2. Google reported higher completion rates post-COVID for its IT certifications (91% for synchronous students, 80% for asynchronous students) than pre-COVID, where both delivery methods were closer to 70% completion.

3. LinkedIn recommends three strategies to maximize the impact of your profile: focus on your story rather than making your page look like a resume or cover letter, grow your network by reaching out to fellow alumni or others in your industry, and take the time to post thoughtful and relevant content. Learn about these strategies by downloading Ryan Zervakos’ “Using LinkedIn to Crush It” presentation here.

4. If all of the world’s data in 2017 was the size of a golf ball (25 zettabytes), 2024’s data would be the size of a baseball (over 130 zettabytes).

5. By 2025, 85 million jobs may be displaced by a shift in the division of labor between humans and machines, but 97 million new jobs may emerge.

6. Most opportunities on LinkedIn come from your 2nd and 3rd connections, which is why it’s important to develop more 1st connections.

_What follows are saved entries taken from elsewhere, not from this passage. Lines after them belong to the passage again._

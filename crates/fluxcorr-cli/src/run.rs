//! The `fluxcorr` command: run a simulation and write its snapshot log.

use std::fs::File;
use std::io::BufWriter;
use std::path::PathBuf;

use anyhow::{Context, Result};
use clap::{Args, ValueEnum};
use fluxcorr_core::SnapshotSink;
use fluxcorr_engine::{CourantPolicy, RunSummary, Simulation, SimulationConfig};
use fluxcorr_log::CsvSnapshotWriter;
use tracing::info;

/// Snapshot log written when `--output` is not given.
pub const DEFAULT_OUTPUT: &str = "wave-output.csv";

/// Courant diagnostic choices on the command line.
#[derive(Clone, Copy, Debug, PartialEq, Eq, ValueEnum)]
pub enum CourantArg {
    /// Step anyway, silently.
    Ignore,
    /// Step anyway and log a warning.
    Warn,
    /// Stop with an error.
    Reject,
}

impl From<CourantArg> for CourantPolicy {
    fn from(arg: CourantArg) -> Self {
        match arg {
            CourantArg::Ignore => CourantPolicy::Ignore,
            CourantArg::Warn => CourantPolicy::Warn,
            CourantArg::Reject => CourantPolicy::Reject,
        }
    }
}

/// Simulation parameters. Anything left unset keeps the reference-run
/// default.
#[derive(Args, Debug)]
pub struct RunArgs {
    /// Output CSV path
    #[arg(short, long, default_value = DEFAULT_OUTPUT)]
    pub output: PathBuf,

    /// Number of grid cells [default: 1000]
    #[arg(long)]
    pub cells: Option<usize>,

    /// Cell width [m] [default: 1]
    #[arg(long)]
    pub cell_width: Option<f64>,

    /// Number of time steps [default: 250]
    #[arg(short = 'n', long)]
    pub steps: Option<u64>,

    /// Courant number bound used to derive dt [default: 0.4]
    #[arg(long)]
    pub courant_max: Option<f64>,

    /// Velocity scale used to derive dt [m/s] [default: 10]
    #[arg(long)]
    pub characteristic_velocity: Option<f64>,

    /// First pulse cell [default: 50]
    #[arg(long)]
    pub pulse_start: Option<usize>,

    /// One past the last pulse cell [default: 150]
    #[arg(long)]
    pub pulse_end: Option<usize>,

    /// Pulse density [kg/m^3] [default: 25]
    #[arg(long)]
    pub pulse_density: Option<f64>,

    /// Pulse velocity [m/s] [default: 10]
    #[arg(long, allow_negative_numbers = true)]
    pub pulse_velocity: Option<f64>,

    /// What to do when a step's Courant number exceeds 1 [default: warn]
    #[arg(long, value_enum)]
    pub courant_policy: Option<CourantArg>,

    /// Keep negative densities instead of clamping them to zero
    #[arg(long)]
    pub no_clamp: bool,

    /// Write a snapshot every N steps [default: 1]
    #[arg(long)]
    pub snapshot_interval: Option<u64>,
}

impl Default for RunArgs {
    /// The same values the command line yields with no flags.
    fn default() -> Self {
        Self {
            output: PathBuf::from(DEFAULT_OUTPUT),
            cells: None,
            cell_width: None,
            steps: None,
            courant_max: None,
            characteristic_velocity: None,
            pulse_start: None,
            pulse_end: None,
            pulse_density: None,
            pulse_velocity: None,
            courant_policy: None,
            no_clamp: false,
            snapshot_interval: None,
        }
    }
}

impl RunArgs {
    /// Overlay the given flags on [`SimulationConfig::default()`].
    pub fn to_config(&self) -> SimulationConfig {
        let mut config = SimulationConfig::default();
        if let Some(cells) = self.cells {
            config.cell_count = cells;
        }
        if let Some(width) = self.cell_width {
            config.cell_width = width;
        }
        if let Some(steps) = self.steps {
            config.steps = steps;
        }
        if let Some(c) = self.courant_max {
            config.courant_max = c;
        }
        if let Some(v) = self.characteristic_velocity {
            config.characteristic_velocity = v;
        }
        if let Some(start) = self.pulse_start {
            config.pulse.cells.start = start;
        }
        if let Some(end) = self.pulse_end {
            config.pulse.cells.end = end;
        }
        if let Some(density) = self.pulse_density {
            config.pulse.density = density;
        }
        if let Some(velocity) = self.pulse_velocity {
            config.pulse.velocity = velocity;
        }
        if let Some(policy) = self.courant_policy {
            config.courant_policy = policy.into();
        }
        if self.no_clamp {
            config.clamp_negative_density = false;
        }
        if let Some(interval) = self.snapshot_interval {
            config.snapshot_interval = interval;
        }
        config
    }
}

/// Run the simulation into any sink.
pub fn simulate(config: SimulationConfig, sink: &mut dyn SnapshotSink) -> Result<RunSummary> {
    let mut sim = Simulation::new(config).context("invalid simulation configuration")?;
    let summary = sim.run(sink).context("simulation failed")?;
    Ok(summary)
}

/// Execute the `fluxcorr` command.
///
/// The configuration is validated before the output file is created, so
/// a bad flag never truncates an existing log.
pub fn execute(args: &RunArgs) -> Result<RunSummary> {
    let config = args.to_config();
    config
        .validate()
        .context("invalid simulation configuration")?;

    let file = File::create(&args.output)
        .with_context(|| format!("failed to open {}", args.output.display()))?;
    let mut writer = CsvSnapshotWriter::new(BufWriter::new(file));
    let summary = simulate(config, &mut writer)
        .with_context(|| format!("while writing {}", args.output.display()))?;

    info!(
        path = %args.output.display(),
        records = writer.records_written(),
        snapshots = writer.snapshots_written(),
        "snapshot log written"
    );
    Ok(summary)
}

7. Google offers free data sets that can be used in data analytics classes. Visit

8. LinkedIn reports that the most in-demand “soft” employability skills are creativity, persuasion, collaboration, adaptability, and emotional intelligence. The most in-demand “hard” technical skills are blockchain, cloud computing, analytical reasoning, artificial intelligence, and UX design.

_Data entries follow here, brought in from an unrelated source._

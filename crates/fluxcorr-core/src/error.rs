//! Error types shared across the workspace.

use std::io;

use thiserror::Error;

/// Errors raised by a [`SnapshotSink`](crate::SnapshotSink).
#[derive(Debug, Error)]
pub enum SinkError {
    /// The underlying stream could not be written or flushed.
    #[error("I/O error: {0}")]
    Io(#[from] io::Error),
    /// The snapshot's per-cell slices disagree in length.
    #[error("snapshot slices have mismatched lengths: {detail}")]
    ShapeMismatch {
        /// Which slices disagreed.
        detail: String,
    },
}
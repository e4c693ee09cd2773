use axum::{body::Body, extract::Request, middleware::Next, response::Response};
use contracts::system::logs::{CreateLogRequest, LogKind, LogLevel};

/// Requests at or above this duration land in the performance log stream.
const SLOW_REQUEST_THRESHOLD_MS: i64 = 500;

/// Logs method, path, status and duration of every request
pub async fn log_request(req: Request<Body>, next: Next) -> Response {
    let start = std::time::Instant::now();
    let method = req.method().clone();
    let path = req.uri().path().to_string();

    let response = next.run(req).await;

    let status = response.status().as_u16();
    let elapsed_ms = start.elapsed().as_millis() as i64;
    if status >= 500 {
        tracing::error!("{} {} -> {} ({}ms)", method, path, status, elapsed_ms);
    } else {
        tracing::info!("{} {} -> {} ({}ms)", method, path, status, elapsed_ms);
    }

    if let Some(record) = performance_record(method.as_str(), &path, status, elapsed_ms) {
        crate::system::logs::service::log_event(record);
    }

    response
}

/// Slow requests become performance records; fast ones stay out of sys_log.
fn performance_record(
    method: &str,
    path: &str,
    status: u16,
    elapsed_ms: i64,
) -> Option<CreateLogRequest> {
    if elapsed_ms < SLOW_REQUEST_THRESHOLD_MS {
        return None;
    }
    Some(CreateLogRequest {
        kind: LogKind::Performance,
        level: LogLevel::Warning,
        layer: "handler".to_string(),
        message: format!("{} {} -> {} ({}ms)", method, path, status, elapsed_ms),
        module: None,
        trace_id: None,
        action: Some(format!("{} {}", method, path)),
        resource_type: None,
        resource_id: None,
        user_email: None,
        duration_ms: Some(elapsed_ms),
        extra_data: None,
    })
}

#[cfg(test)]
mod tests {
    use super::*;

    #[test]
    fn test_fast_requests_are_not_recorded() {
        assert!(performance_record("GET", "/api/faq", 200, 0).is_none());
        assert!(performance_record("GET", "/api/faq", 200, SLOW_REQUEST_THRESHOLD_MS - 1).is_none());
    }

    #[test]
    fn test_slow_request_lands_in_performance_stream() {
        let record = performance_record("POST", "/api/p900/member-stats", 200, 1200)
            .expect("slow request must produce a record");
        assert_eq!(record.kind, LogKind::Performance);
        assert_eq!(record.duration_ms, Some(1200));
        assert_eq!(record.action.as_deref(), Some("POST /api/p900/member-stats"));
    }
}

9. Peter Coffee from SalesForce asks that we think of AI in terms of “useful verbs.” AI can, for example, delegate low-value high-attention tasks to machines, anticipate problems rather than react, minimize false positives and negatives in troubleshooting, streamline and simplify processes, augment and empower workers, and review and refine operations based on new data analysis.

10. A pre-COVID “emerging jobs report” on LinkedIn called AI specialist, robotics engineers, data scientist, full stack engineer, and site reliability engineer as the five fastest-growing jobs on LinkedIn.

11. Companies must beware of organizing based on activities rather than outcomes. To devise a new system, one must be prepared to also redesign the organization. Companies need workers who can think in terms of the customer experience, rather than rigid business silos of data and function.